You’re a better man than me. If the docs can’t even get the syntax right, that’s a hard no from me.

Also, fwiw, you’ve got a few points wrong about protos. Inspecting the binary data is hard, but the tag numbers are present. You need the schema, but at least you can identify each element.

Also, I disagree on the constructor front. Proto forces you to grapple with the reality that a field may be missing. In a production system, when adding a new field, there will be a point where that field isn’t present on only one side of the network call. The compiler isn’t saving you.

Fresh is more honest than better, and personally, I wouldn’t change it.

> Also, I disagree on the constructor front. Proto forces you to grapple with the reality that a field may be missing. In a production system, when adding a new field, there will be a point where that field isn’t present on only one side of the network call. The compiler isn’t saving you.

I agree it's important for users to understand that newer fields won't be set when they deserialize old data -- whether that's with Protobuf or Skir. I disagree with the idea that not forcing you to update all constructor call sites when you add a field will help (significantly) with that. Are you saying that because Protobuf forces you to manually search for all call sites when you add a field, it forces you to think about what happens if the field is not set at deserialization, hence, it's a good thing? I'm not sure that outweighs the cost of bugs introduced by cases where you forget to update a constructor call site when you add a field to your schema.

Respectfully, I’ve never forgotten a call site, but also yes. In a hypothetical HelloWorld service, the HelloRequest and HelloResponse generally aren’t used anywhere except a rpc caller and rpc handler, so it’s not hard to “remember” and find the usage.

Some callers may not need to update right away, or don’t need the new feature at all, and breaking the existing callers compilation is bad. If your caller is a different team, for example, and their CICD breaks because you added a field, that’s bad. Each place it’s used, you should think about how it’ll be handled, BUT ALSO, your system explicitly should gracefully handle the case where it’s not uniformly present. It’s an explicit goal of protos to support the use case where heterogeneous schema versions are used over the wire.

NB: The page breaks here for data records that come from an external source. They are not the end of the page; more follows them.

//! 判定結果の型定義
//!
//! CLIとパイプラインで共有される型:
//! - ClassifierResponse: 判定API（画像→車種ラベル）の出力
//! - MetadataRecord: メタデータストアの車両レコード
//! - IdentificationResult: 最終出力（判定結果＋車両スペック）

use crate::attention::AttentionMapRef;
use serde::{Deserialize, Serialize};

/// 仕様値が不明な場合の表示値
pub const UNKNOWN_SPEC: &str = "N/A";

/// 候補1件（ラベルと確信度）
#[derive(Debug, Clone, PartialEq, Serialize, Deserialize)]
pub struct Prediction {
    pub name: String,
    /// 0–100
    pub confidence: f64,
}

/// 判定APIの出力
///
/// `top_predictions` は確信度の降順で届く前提（検証はしない）。
#[derive(Debug, Clone, PartialEq, Serialize, Deserialize)]
#[serde(rename_all = "camelCase")]
pub struct ClassifierResponse {
    pub car_name: String,
    pub confidence: f64,
    #[serde(default)]
    pub top_predictions: Vec<Prediction>,
    #[serde(default, rename = "heatmapImage", skip_serializing_if = "Option::is_none")]
    pub attention_map: Option<AttentionMapRef>,
}

/// 車両スペック
#[derive(Debug, Clone, PartialEq, Eq, Serialize, Deserialize)]
#[serde(rename_all = "camelCase")]
pub struct Specs {
    pub horsepower: String,
    pub acceleration: String,
    pub fuel_type: String,
    pub origin: String,
}

impl Specs {
    /// 全項目 "N/A" のスペック
    pub fn unknown() -> Self {
        Self {
            horsepower: UNKNOWN_SPEC.into(),
            acceleration: UNKNOWN_SPEC.into(),
            fuel_type: UNKNOWN_SPEC.into(),
            origin: UNKNOWN_SPEC.into(),
        }
    }

    pub fn is_unknown(&self) -> bool {
        *self == Self::unknown()
    }
}

impl Default for Specs {
    fn default() -> Self {
        Self::unknown()
    }
}

/// メタデータストアの車両レコード（読み取り専用）
#[derive(Debug, Clone, PartialEq, Eq, Serialize, Deserialize)]
#[serde(rename_all = "camelCase")]
pub struct MetadataRecord {
    pub year: String,
    pub make: String,
    pub model: String,
    pub body_type: String,
    pub specs: Specs,
}

impl MetadataRecord {
    /// モデル名が欠けていれば判定ラベルで補う
    pub fn with_model_or(mut self, label: &str) -> Self {
        if self.model.trim().is_empty() {
            self.model = label.to_string();
        }
        self
    }
}

/// make/model/year の出所
#[derive(Debug, Clone, Copy, PartialEq, Eq, Serialize, Deserialize, Default)]
#[serde(rename_all = "camelCase")]
pub enum RecordOrigin {
    /// メタデータストアに登録済み
    Database,
    /// ラベルからの推定
    #[default]
    Fallback,
}

/// 判定結果
///
/// 1回の判定につき1度だけ組み立てられ、次の投稿かリセットで丸ごと置き換わる。
#[derive(Debug, Clone, PartialEq, Serialize, Deserialize)]
#[serde(rename_all = "camelCase")]
pub struct IdentificationResult {
    pub car_name: String,
    pub confidence: f64,
    #[serde(default)]
    pub top_predictions: Vec<Prediction>,
    pub year: String,
    pub make: String,
    pub model: String,
    pub body_type: String,
    pub specs: Specs,
    #[serde(default, skip_serializing_if = "Option::is_none")]
    pub attention_map: Option<AttentionMapRef>,
    #[serde(default)]
    pub record_origin: RecordOrigin,
}

impl IdentificationResult {
    /// 見出し（"2012 BMW"）
    pub fn headline(&self) -> String {
        format!("{} {}", self.year, self.make)
    }
}
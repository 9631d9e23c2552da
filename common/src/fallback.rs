//! フォールバック解析
//!
//! メタデータ未登録のときに、正規化キーから make/model/year を推定する。
//! 検証済みの解析ではなく、どんな入力でも必ず結果を返す。

use crate::key::CanonicalKey;
use crate::types::{MetadataRecord, Specs};

/// 年式不明
pub const UNKNOWN_YEAR: &str = "----";
/// メーカー・ボディタイプ不明
pub const UNKNOWN_MAKE: &str = "Car";
pub const UNKNOWN_BODY_TYPE: &str = "Car";

/// 推定レコード
pub type DerivedRecord = MetadataRecord;

/// キーとラベルから推定レコードを作る
///
/// - 2トークン以上かつ末尾が数字のみ → 年式として取り出す
/// - 先頭トークン → make（なければ "Car"）
/// - 残り → model（空なら元ラベル）
/// - bodyType は "Car"、スペックは全て "N/A"
pub fn parse_fallback(key: &CanonicalKey, raw_label: &str) -> DerivedRecord {
    let mut tokens: Vec<&str> = key.tokens().collect();

    let year = match tokens.last() {
        Some(last) if tokens.len() >= 2 && is_numeric_token(last) => {
            let year = last.to_string();
            tokens.pop();
            year
        }
        _ => UNKNOWN_YEAR.to_string(),
    };

    let (make, rest) = match tokens.split_first() {
        Some((first, rest)) => (first.to_string(), rest),
        None => (UNKNOWN_MAKE.to_string(), &[][..]),
    };

    let model = if rest.is_empty() {
        raw_label.to_string()
    } else {
        rest.join(" ")
    };

    DerivedRecord {
        year,
        make,
        model,
        body_type: UNKNOWN_BODY_TYPE.to_string(),
        specs: Specs::unknown(),
    }
}

fn is_numeric_token(token: &str) -> bool {
    !token.is_empty() && token.chars().all(|c| c.is_ascii_digit())
}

If a bug is introduced because the caller and handler use different versions, the compiler wasn’t going to save you anyways. That bug would have shown up when you deploy or update the client and server anyways - unless you atomically update both at once. You generally cannot guarantee that a client won’t use an outdated version of the schema, and if things break because of that, you didn’t guard it correctly. That’s a business logic failure not a compilation failure.